Director Gerd Oswald's THE FORMS OF THINGS UNKNOWN is a strange but well made Sci-Fi tale.

David McCallum is fine as a man who has invented a device which tilts time. As he explains it, "Suppose the past and the present are separate time cycles, co-existing, coiling about us concurrently. Tilt it one way, the present would slide into the past. Tilt it the other, the past would tumble into the present, and with it would come past things as they were before they died."

McCallum, looking a bit like Laurence Olivier in his filmed "Hamlet", exhibits the grace, charm, and polish that was to make him such a big star, just a short time later, in TV's, "The Man from U.N.C.L.E."

McCallum's time tilting chamber is a small room filled with many ticking clocks and wires radiating out in all directions, a literal time machine.
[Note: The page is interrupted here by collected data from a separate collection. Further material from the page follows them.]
use smallvec::SmallVec;
use std::collections::VecDeque;
use std::str::FromStr;

/// Device-independent menu/gameplay commands. Key and pad mapping happens
/// before commands reach the queue.
#[derive(Clone, Copy, Debug, PartialEq, Eq, Hash)]
pub enum InputCommand {
    Up,
    Down,
    Left,
    Right,
    Activate,
    Back,
}

impl FromStr for InputCommand {
    type Err = ();

    fn from_str(s: &str) -> Result<Self, Self::Err> {
        match s.trim().to_ascii_lowercase().as_str() {
            "up" => Ok(Self::Up),
            "down" => Ok(Self::Down),
            "left" => Ok(Self::Left),
            "right" => Ok(Self::Right),
            "activate" | "start" | "enter" => Ok(Self::Activate),
            "back" | "escape" => Ok(Self::Back),
            _ => Err(()),
        }
    }
}

/// Commands gathered since the last frame, drained by the current stage.
#[derive(Debug, Default)]
pub struct InputQueue {
    pending: VecDeque<InputCommand>,
}

impl InputQueue {
    pub fn new() -> Self {
        Self::default()
    }

    pub fn push(&mut self, cmd: InputCommand) {
        self.pending.push_back(cmd);
    }

    pub fn pop(&mut self) -> Option<InputCommand> {
        self.pending.pop_front()
    }

    /// Dequeues until empty.
    pub fn drain(&mut self) -> SmallVec<[InputCommand; 8]> {
        self.pending.drain(..).collect()
    }

    pub fn clear(&mut self) {
        self.pending.clear();
    }

    pub fn len(&self) -> usize {
        self.pending.len()
    }

    pub fn is_empty(&self) -> bool {
        self.pending.is_empty()
    }
}
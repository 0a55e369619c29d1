use log::debug;
use std::str::FromStr;

#[derive(Clone, Copy, Debug, Default, PartialEq, Eq)]
pub enum Easing {
    #[default]
    Linear,
    SmoothStep,
}

impl Easing {
    #[inline(always)]
    pub fn apply(self, t: f32) -> f32 {
        let t = t.clamp(0.0, 1.0);
        match self {
            Self::Linear => t,
            Self::SmoothStep => t * t * (3.0 - 2.0 * t),
        }
    }

    pub const fn as_str(self) -> &'static str {
        match self {
            Self::Linear => "Linear",
            Self::SmoothStep => "SmoothStep",
        }
    }
}

impl FromStr for Easing {
    type Err = ();

    fn from_str(s: &str) -> Result<Self, Self::Err> {
        match s.trim().to_ascii_lowercase().as_str() {
            "linear" => Ok(Self::Linear),
            "smoothstep" | "smooth" => Ok(Self::SmoothStep),
            _ => Err(()),
        }
    }
}

#[derive(Clone, Copy, Debug, PartialEq)]
pub enum TransitionKind {
    Instant,
    Fade { duration: f32, easing: Easing },
}

/// Timing and blend policy for one stage change.
///
/// The manager takes ownership of a transition for the lifetime of a single
/// change and drops it on completion, so an instance is never reused.
#[derive(Clone, Debug, PartialEq)]
pub struct StageTransition {
    kind: TransitionKind,
    elapsed: f32,
    started: bool,
}

impl Default for StageTransition {
    fn default() -> Self {
        Self::instant()
    }
}

impl StageTransition {
    pub const fn instant() -> Self {
        Self {
            kind: TransitionKind::Instant,
            elapsed: 0.0,
            started: false,
        }
    }

    pub fn fade(duration: f32) -> Self {
        Self::fade_eased(duration, Easing::Linear)
    }

    /// A non-positive or non-finite duration degrades to an instant change.
    pub fn fade_eased(duration: f32, easing: Easing) -> Self {
        if !(duration.is_finite() && duration > 0.0) {
            debug!("Fade duration {duration} is not positive; using an instant transition");
            return Self::instant();
        }
        Self {
            kind: TransitionKind::Fade { duration, easing },
            elapsed: 0.0,
            started: false,
        }
    }

    pub const fn kind(&self) -> TransitionKind {
        self.kind
    }

    pub const fn duration(&self) -> f32 {
        match self.kind {
            TransitionKind::Instant => 0.0,
            TransitionKind::Fade { duration, .. } => duration,
        }
    }

    pub const fn elapsed(&self) -> f32 {
        self.elapsed
    }

    pub const fn is_instant(&self) -> bool {
        matches!(self.kind, TransitionKind::Instant)
    }

    pub fn start(&mut self) {
        self.elapsed = 0.0;
        self.started = true;
    }

    pub fn update(&mut self, dt: f32) {
        if self.started && dt.is_finite() && dt > 0.0 {
            self.elapsed += dt;
        }
    }

    pub fn is_complete(&self) -> bool {
        self.started && self.elapsed >= self.duration()
    }

    /// Linear progress in [0, 1].
    pub fn progress(&self) -> f32 {
        if !self.started {
            return 0.0;
        }
        match self.kind {
            TransitionKind::Instant => 1.0,
            TransitionKind::Fade { duration, .. } => (self.elapsed / duration).clamp(0.0, 1.0),
        }
    }

    fn eased(&self) -> f32 {
        match self.kind {
            TransitionKind::Instant => self.progress(),
            TransitionKind::Fade { easing, .. } => easing.apply(self.progress()),
        }
    }

    /// How much of the outgoing stage is still visible.
    pub fn fade_out_alpha(&self) -> f32 {
        1.0 - self.eased()
    }

    /// How much of the incoming stage would be visible.
    pub fn fade_in_alpha(&self) -> f32 {
        self.eased()
    }
}
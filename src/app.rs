use crate::assets::{AssetManager, AssetSource, DiskSource, MemorySource};
use crate::config::{self, Config};
use crate::core::gfx::RenderList;
use crate::core::input::{InputCommand, InputQueue};
use crate::game::song::SongLibrary;
use crate::screens::{self, BUILTIN_ASSETS, ScreenSettings};
use crate::stage::{StageError, StageManager, StageServices, StageType, TransitionGate};

use log::{debug, info, trace, warn};
use std::collections::VecDeque;
use std::error::Error;
use std::fmt;
use std::str::FromStr;
use std::time::{Duration, Instant};

/* -------------------- input scripts -------------------- */

/// Walks Title -> Options (autoplay on) -> SongSelect -> Performance ->
/// Result -> SongSelect -> Title and exits.
pub const DEFAULT_SCRIPT: &str = "\
# stock demo run
await Title
wait 0.5
press down
press activate
await Config
wait 0.3
press activate
press back
await Title
wait 0.5
press up
press activate
await SongSelect
wait 0.5
press down
press activate
await Performance
await Result
wait 1.0
press activate
await SongSelect
wait 0.5
press back
await Title
wait 0.5
press back
";

#[derive(Debug, Clone, Copy, PartialEq)]
pub enum ScriptStep {
    Press(InputCommand),
    Wait(f32),
    /// Until the stage is current and no transition is in flight.
    Await(StageType),
    Exit,
}

#[derive(Debug, Clone, PartialEq, Eq)]
pub enum ScriptError {
    UnknownDirective { line: usize, directive: String },
    MissingArgument { line: usize, directive: &'static str },
    BadArgument { line: usize, argument: String },
}

impl fmt::Display for ScriptError {
    fn fmt(&self, f: &mut fmt::Formatter<'_>) -> fmt::Result {
        match self {
            Self::UnknownDirective { line, directive } => {
                write!(f, "line {line}: unknown directive '{directive}'")
            }
            Self::MissingArgument { line, directive } => {
                write!(f, "line {line}: '{directive}' needs an argument")
            }
            Self::BadArgument { line, argument } => {
                write!(f, "line {line}: invalid argument '{argument}'")
            }
        }
    }
}

impl Error for ScriptError {}

/// What the script asks of the loop after a frame's steps were fed.
#[derive(Debug, Clone, Copy, PartialEq, Eq)]
pub enum ScriptSignal {
    Running,
    Finished,
    Exit,
}

#[derive(Debug, Clone, Default)]
pub struct InputScript {
    steps: VecDeque<ScriptStep>,
    wait_left: f32,
}

impl FromStr for InputScript {
    type Err = ScriptError;

    fn from_str(text: &str) -> Result<Self, Self::Err> {
        let mut steps = VecDeque::new();
        for (idx, raw) in text.lines().enumerate() {
            let line = idx + 1;
            let content = raw.split('#').next().unwrap_or_default().trim();
            let mut words = content.split_whitespace();
            let Some(directive) = words.next() else {
                continue;
            };
            let mut arg = |directive: &'static str| {
                words
                    .next()
                    .ok_or(ScriptError::MissingArgument { line, directive })
            };
            let bad = |argument: &str| ScriptError::BadArgument {
                line,
                argument: argument.to_string(),
            };
            let step = match directive.to_ascii_lowercase().as_str() {
                "press" => {
                    let a = arg("press")?;
                    ScriptStep::Press(a.parse().map_err(|()| bad(a))?)
                }
                "wait" => {
                    let a = arg("wait")?;
                    let secs = a
                        .parse::<f32>()
                        .ok()
                        .filter(|s| s.is_finite() && *s >= 0.0)
                        .ok_or_else(|| bad(a))?;
                    ScriptStep::Wait(secs)
                }
                "await" => {
                    let a = arg("await")?;
                    ScriptStep::Await(a.parse().map_err(|()| bad(a))?)
                }
                "exit" => ScriptStep::Exit,
                other => {
                    return Err(ScriptError::UnknownDirective {
                        line,
                        directive: other.to_string(),
                    });
                }
            };
            steps.push_back(step);
        }
        Ok(Self {
            steps,
            wait_left: 0.0,
        })
    }
}

impl InputScript {
    pub fn remaining(&self) -> usize {
        self.steps.len()
    }

    /// Feeds every step that is due this frame into `input`.
    pub fn advance(
        &mut self,
        dt: f32,
        current: Option<StageType>,
        settled: bool,
        input: &mut InputQueue,
    ) -> ScriptSignal {
        if self.wait_left > 0.0 {
            self.wait_left -= dt.max(0.0);
            if self.wait_left > 0.0 {
                return ScriptSignal::Running;
            }
        }
        while let Some(step) = self.steps.front().copied() {
            match step {
                ScriptStep::Press(cmd) => {
                    trace!("script: press {cmd:?}");
                    input.push(cmd);
                }
                ScriptStep::Wait(secs) => {
                    self.steps.pop_front();
                    self.wait_left = secs;
                    return ScriptSignal::Running;
                }
                ScriptStep::Await(stage) => {
                    if current != Some(stage) || !settled {
                        return ScriptSignal::Running;
                    }
                    debug!("script: reached {stage}");
                }
                ScriptStep::Exit => {
                    self.steps.pop_front();
                    return ScriptSignal::Exit;
                }
            }
            self.steps.pop_front();
        }
        ScriptSignal::Finished
    }
}

/* -------------------- driving loop -------------------- */

#[derive(Debug, Clone, Copy, PartialEq, Eq)]
pub enum StopReason {
    ExitRequested,
    ScriptExit,
    TimeLimit,
}

#[derive(Debug, Clone, PartialEq)]
pub struct RunReport {
    pub reason: StopReason,
    pub frames: u64,
    pub elapsed: f32,
    pub final_stage: Option<StageType>,
}

pub struct App {
    services: StageServices,
    manager: StageManager,
    render: RenderList,
    frame_dt: f32,
    max_run_seconds: f32,
    realtime: bool,
    elapsed: f32,
    frames: u64,
    last_report_second: u64,
}

fn asset_source(cfg: &Config) -> Box<dyn AssetSource> {
    if cfg.asset_root.is_empty() {
        let source = BUILTIN_ASSETS
            .iter()
            .fold(MemorySource::new(), |src, &(kind, path)| src.with(kind, path));
        Box::new(source)
    } else {
        info!("Loading assets from '{}'", cfg.asset_root);
        Box::new(DiskSource::new(&cfg.asset_root))
    }
}

impl App {
    pub fn new(cfg: &Config) -> Self {
        let mut services =
            StageServices::new(AssetManager::new(asset_source(cfg)), SongLibrary::demo());
        services.gate = TransitionGate::new(cfg.transition_cooldown_seconds);
        services.options = cfg.player_options();
        let manager = StageManager::new(screens::registry(&ScreenSettings::from_config(cfg)));
        Self {
            services,
            manager,
            render: RenderList::new(),
            frame_dt: cfg.frame_seconds(),
            max_run_seconds: cfg.max_run_seconds,
            realtime: cfg.realtime,
            elapsed: 0.0,
            frames: 0,
            last_report_second: 0,
        }
    }

    pub fn manager(&self) -> &StageManager {
        &self.manager
    }

    pub fn services(&self) -> &StageServices {
        &self.services
    }

    /// The last frame's draw commands.
    pub fn render_list(&self) -> &RenderList {
        &self.render
    }

    pub fn start(&mut self) -> Result<(), StageError> {
        self.manager
            .change_stage(StageType::Startup, None, None, &mut self.services.context())?;
        Ok(())
    }

    /// One fixed-timestep frame.
    pub fn step(&mut self, script: &mut InputScript) -> Result<ScriptSignal, StageError> {
        let dt = self.frame_dt;
        self.frames += 1;
        self.elapsed += dt;
        self.services.gate.begin_frame(dt);

        let signal = script.advance(
            dt,
            self.manager.current_stage_type(),
            !self.manager.is_transitioning(),
            &mut self.services.input,
        );
        self.manager.update(dt, &mut self.services.context())?;

        self.render.clear();
        self.manager.draw(dt, &mut self.render);
        for sound in self.services.audio.take_queued() {
            trace!("audio: {sound}");
        }

        let second = self.elapsed as u64;
        if second > self.last_report_second {
            self.last_report_second = second;
            let purged = self.services.assets.purge_released();
            info!(
                "t={second}s stage={:?} transition={:?} draws={} resident_assets={} purged={purged}",
                self.manager.current_stage_type(),
                self.manager.active_transition().map(|t| t.progress()),
                self.render.len(),
                self.services.assets.resident_count(),
            );
        }
        Ok(signal)
    }

    pub fn run(&mut self, mut script: InputScript) -> Result<RunReport, StageError> {
        self.start()?;
        let frame_time = Duration::from_secs_f32(self.frame_dt);
        let mut script_done = false;

        let reason = loop {
            let frame_start = Instant::now();
            let signal = self.step(&mut script)?;
            if signal == ScriptSignal::Exit {
                info!("Input script requested exit.");
                break StopReason::ScriptExit;
            }
            if signal == ScriptSignal::Finished && !script_done {
                script_done = true;
                debug!("Input script finished at frame {}", self.frames);
            }
            if self.manager.exit_requested() {
                info!("Exit requested; shutting down.");
                break StopReason::ExitRequested;
            }
            if self.max_run_seconds > 0.0 && self.elapsed >= self.max_run_seconds {
                warn!("MaxRunSeconds ({:.1}) reached; stopping.", self.max_run_seconds);
                break StopReason::TimeLimit;
            }
            if self.realtime
                && let Some(rest) = frame_time.checked_sub(frame_start.elapsed())
            {
                std::thread::sleep(rest);
            }
        };

        let report = RunReport {
            reason,
            frames: self.frames,
            elapsed: self.elapsed,
            final_stage: self.manager.current_stage_type(),
        };
        self.manager.dispose();
        Ok(report)
    }
}

pub fn run() -> Result<(), Box<dyn Error>> {
    let cfg = config::get();
    let script = match std::env::args().nth(1) {
        Some(path) => {
            info!("Reading input script '{path}'");
            std::fs::read_to_string(&path)?.parse::<InputScript>()?
        }
        None => DEFAULT_SCRIPT.parse::<InputScript>()?,
    };
    let report = App::new(&cfg).run(script)?;
    info!(
        "Stopped after {} frames ({:.2}s): {:?}, last stage {:?}",
        report.frames, report.elapsed, report.reason, report.final_stage
    );
    Ok(())
}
Art Director, Jack Poplin, and Set Decorator, Chester Bayhi, really deliver the goods here.

Vera Miles registers strongly as the ultimate cold, bitch goddess. She has great icy delivery on lines like, "This is the kind of neighborhood I was looking for. A good neighborhood for unmarked graves".
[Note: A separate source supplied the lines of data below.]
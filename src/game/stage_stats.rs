use serde::{Deserialize, Serialize};

use crate::game::judgment::JudgmentCounts;

/// Why a play ended.
#[derive(Copy, Clone, Debug, Default, PartialEq, Eq, Serialize, Deserialize)]
pub enum CompletionReason {
    #[default]
    Unknown,
    Cleared,
    Failed,
    Quit,
}

impl CompletionReason {
    pub const fn as_str(self) -> &'static str {
        match self {
            Self::Unknown => "Unknown",
            Self::Cleared => "Cleared",
            Self::Failed => "Failed",
            Self::Quit => "Quit",
        }
    }
}

/// Result of one play, handed from gameplay to evaluation through the
/// shared-data bag. The default value is the zero summary used when the
/// evaluation screen is entered without one.
#[derive(Clone, Debug, Default, PartialEq, Serialize, Deserialize)]
pub struct PerformanceSummary {
    pub score: i64,
    pub max_combo: u32,
    pub counts: JudgmentCounts,
    pub total_notes: u32,
    pub final_life: f32,
    pub completion: CompletionReason,
}

impl PerformanceSummary {
    /// Score as a percentage of the all-Fantastic maximum, never negative.
    pub fn score_percent(&self) -> f64 {
        let possible = i64::from(self.total_notes)
            * crate::game::judgment::grade_points_for(crate::game::judgment::JudgeGrade::Fantastic);
        if possible <= 0 {
            return 0.0;
        }
        (self.score.max(0) as f64 / possible as f64) * 100.0
    }
}

#[cfg(test)]
mod tests {
    use super::*;
    use crate::game::judgment::JudgeGrade;

    #[test]
    fn default_summary_is_zeroed_with_unknown_reason() {
        let s = PerformanceSummary::default();
        assert_eq!(s.score, 0);
        assert_eq!(s.max_combo, 0);
        assert_eq!(s.total_notes, 0);
        assert_eq!(s.counts.total(), 0);
        assert_eq!(s.final_life, 0.0);
        assert_eq!(s.completion, CompletionReason::Unknown);
        assert_eq!(s.score_percent(), 0.0);
    }

    #[test]
    fn score_percent_is_relative_to_fantastic_max() {
        let mut counts = JudgmentCounts::default();
        counts.record(JudgeGrade::Fantastic);
        counts.record(JudgeGrade::Excellent);
        let s = PerformanceSummary {
            score: 9,
            max_combo: 2,
            counts,
            total_notes: 2,
            final_life: 0.516,
            completion: CompletionReason::Cleared,
        };
        assert!((s.score_percent() - 90.0).abs() < 1e-9);
        assert_eq!(s.counts.total(), s.total_notes);
    }
}
use stagehand::{app, config};

fn main() -> Result<(), Box<dyn std::error::Error>> {
    // Logger accepts everything; the effective level is the global max level.
    let _ = env_logger::builder()
        .filter_level(log::LevelFilter::Trace)
        .try_init();
    log::set_max_level(log::LevelFilter::Warn);

    config::load();
    let cfg = config::get();
    log::set_max_level(cfg.log_level.as_level_filter());
    log::info!(
        "stagehand {} ({} fps, realtime {})",
        env!("CARGO_PKG_VERSION"),
        cfg.frame_rate,
        cfg.realtime
    );
    app::run()
}
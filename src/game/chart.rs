use std::fmt;

pub const FILE_DIFFICULTY_NAMES: [&str; 5] = ["Beginner", "Easy", "Medium", "Hard", "Challenge"];

#[derive(Copy, Clone, Debug, Default, PartialEq, Eq, Hash)]
pub enum Difficulty {
    #[default]
    Beginner,
    Easy,
    Medium,
    Hard,
    Challenge,
}

impl Difficulty {
    pub const ALL: [Self; 5] = [
        Self::Beginner,
        Self::Easy,
        Self::Medium,
        Self::Hard,
        Self::Challenge,
    ];

    #[inline(always)]
    pub const fn index(self) -> usize {
        self as usize
    }

    pub fn from_index(index: usize) -> Option<Self> {
        Self::ALL.get(index).copied()
    }

    pub const fn name(self) -> &'static str {
        FILE_DIFFICULTY_NAMES[self as usize]
    }
}

/// Per-difficulty metadata listed by the song wheel.
#[derive(Clone, Debug, PartialEq)]
pub struct ChartInfo {
    pub difficulty: Difficulty,
    pub meter: u32,
}

/// A chart ready for play: tap times in seconds from the start of the music.
#[derive(Clone, Debug, Default, PartialEq)]
pub struct Chart {
    pub song_id: String,
    pub difficulty: Difficulty,
    pub meter: u32,
    pub note_times: Vec<f32>,
    pub length_seconds: f32,
}

impl Chart {
    #[inline(always)]
    pub fn note_count(&self) -> usize {
        self.note_times.len()
    }

    #[inline(always)]
    pub fn is_empty(&self) -> bool {
        self.note_times.is_empty()
    }
}

#[derive(Debug, Clone, PartialEq, Eq)]
pub enum ChartError {
    UnknownSong(String),
    NoChart { song_id: String, difficulty_index: usize },
}

impl fmt::Display for ChartError {
    fn fmt(&self, f: &mut fmt::Formatter<'_>) -> fmt::Result {
        match self {
            Self::UnknownSong(id) => write!(f, "no song with id '{id}'"),
            Self::NoChart {
                song_id,
                difficulty_index,
            } => {
                let name = FILE_DIFFICULTY_NAMES
                    .get(*difficulty_index)
                    .copied()
                    .unwrap_or("?");
                write!(f, "song '{song_id}' has no {name} chart")
            }
        }
    }
}

impl std::error::Error for ChartError {}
Barbara Rush, who usually is composed and poised on screen, plays her character, frightened and emotional, like a raw nerve. Her vulnerability is a fine contrast to Miles' icy control freak.
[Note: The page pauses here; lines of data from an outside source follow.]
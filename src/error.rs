//! Custom error types for the locator.

use thiserror::Error;

#[derive(Error, Debug)]
pub enum LocatorError {
    #[error("I/O error: {0}")]
    Io(#[from] std::io::Error),

    #[error("Invalid master.config XML: {0}")]
    Xml(#[from] quick_xml::DeError),

    #[error("master.config has no '{0}' entry")]
    MissingConfigKey(String),

    #[error("Settings file error: {0}")]
    SettingsParse(#[from] toml::de::Error),

    #[error("Settings file error: {0}")]
    SettingsSerialize(#[from] toml::ser::Error),
}

pub type Result<T> = std::result::Result<T, LocatorError>;
//! Backup location resolution for database backups.
//!
//! Resolves where backup artifacts belong on a per-user, per-database-server
//! basis, discovers the legacy PMS `master.config` when explicit settings are
//! absent, and produces canonical backup file names and latest-backup lookups.

pub mod environment;
pub mod error;
pub mod locator;
pub mod master_config;
pub mod paths;
pub mod settings;

// Re-export commonly used types
pub use environment::{Environment, SystemEnvironment};
pub use error::{LocatorError, Result};
pub use locator::{BackupLocator, BackupPaths};
pub use settings::{FileSettingsStore, MemorySettingsStore, Settings, SettingsStore};
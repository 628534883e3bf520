//! Directory and naming utilities shared with the backup executor.

use chrono::NaiveDateTime;
use std::fs;
use std::path::{Path, PathBuf};

use crate::error::Result;

const BACKUP_FILE_EXTENSION: &str = ".bak";

/// Creates the directory and any missing ancestors. No-op when it already
/// exists.
pub fn ensure_directory(path: &Path) -> Result<()> {
    fs::create_dir_all(path)?;
    Ok(())
}

/// Most recently created immediate subdirectory of `root`, or `None` when the
/// root is empty or does not exist. Creation-time ties keep listing order,
/// which the filesystem does not guarantee.
pub fn last_backup_folder(root: &Path) -> Result<Option<PathBuf>> {
    if !root.is_dir() {
        return Ok(None);
    }

    let mut folders = Vec::new();
    for entry in fs::read_dir(root)? {
        let entry = entry?;
        if entry.file_type()?.is_dir() {
            folders.push((entry.metadata()?.created()?, entry.path()));
        }
    }

    folders.sort_by(|a, b| b.0.cmp(&a.0));
    Ok(folders.into_iter().next().map(|(_, path)| path))
}

/// Canonical backup file name: `{yyyy-MM-dd_HHmmss}_v.{version}{.diff|.full}.bak`.
/// Downstream restoration and retention tooling parses this format, so it is
/// a compatibility contract.
pub fn backup_file_name(
    database_version: &str,
    is_incremental: bool,
    timestamp: NaiveDateTime,
) -> String {
    let kind = if is_incremental { ".diff" } else { ".full" };
    format!(
        "{}_v.{database_version}{kind}{BACKUP_FILE_EXTENSION}",
        timestamp.format("%Y-%m-%d_%H%M%S")
    )
}

/// Directory containing the running executable.
pub fn own_directory() -> Result<PathBuf> {
    let exe = std::env::current_exe()?;
    exe.parent().map(Path::to_path_buf).ok_or_else(|| {
        std::io::Error::new(
            std::io::ErrorKind::NotFound,
            "executable has no parent directory",
        )
        .into()
    })
}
Sir Cedric Hardwicke is delightful as the blind owner of an isolated mansion, who is mistaken for the house's servant by Miles and Rush. His many years of distinguished stage and screen work show in his impeccable delivery of lines like, "My Mr. Hobart tinkers with time, just as time has tinkered with Mr. Hobart."

Scott Marlowe is effective as a boss from hell who is killed and brought back to life. His handsome face, frequently smiling, is a cover for an evil, dark heart.

My favorite scene takes place early on. Marlowe, a real bastard, makes his employees, Miles and Rush, wade into a lake, in skirts and high heels, to serve him a drink. The decadent scene brings to mind, Fellini's "8 1/2".

Director of Photography Conrad Hall 's work is top notch. His frequent use of canted, (tilted), camera angles disorients the viewer, in service of the odd story.

The music, by Dominic Frontiere, is diverse. Sometimes it's driving and insistent, at other times gentle and waltz like.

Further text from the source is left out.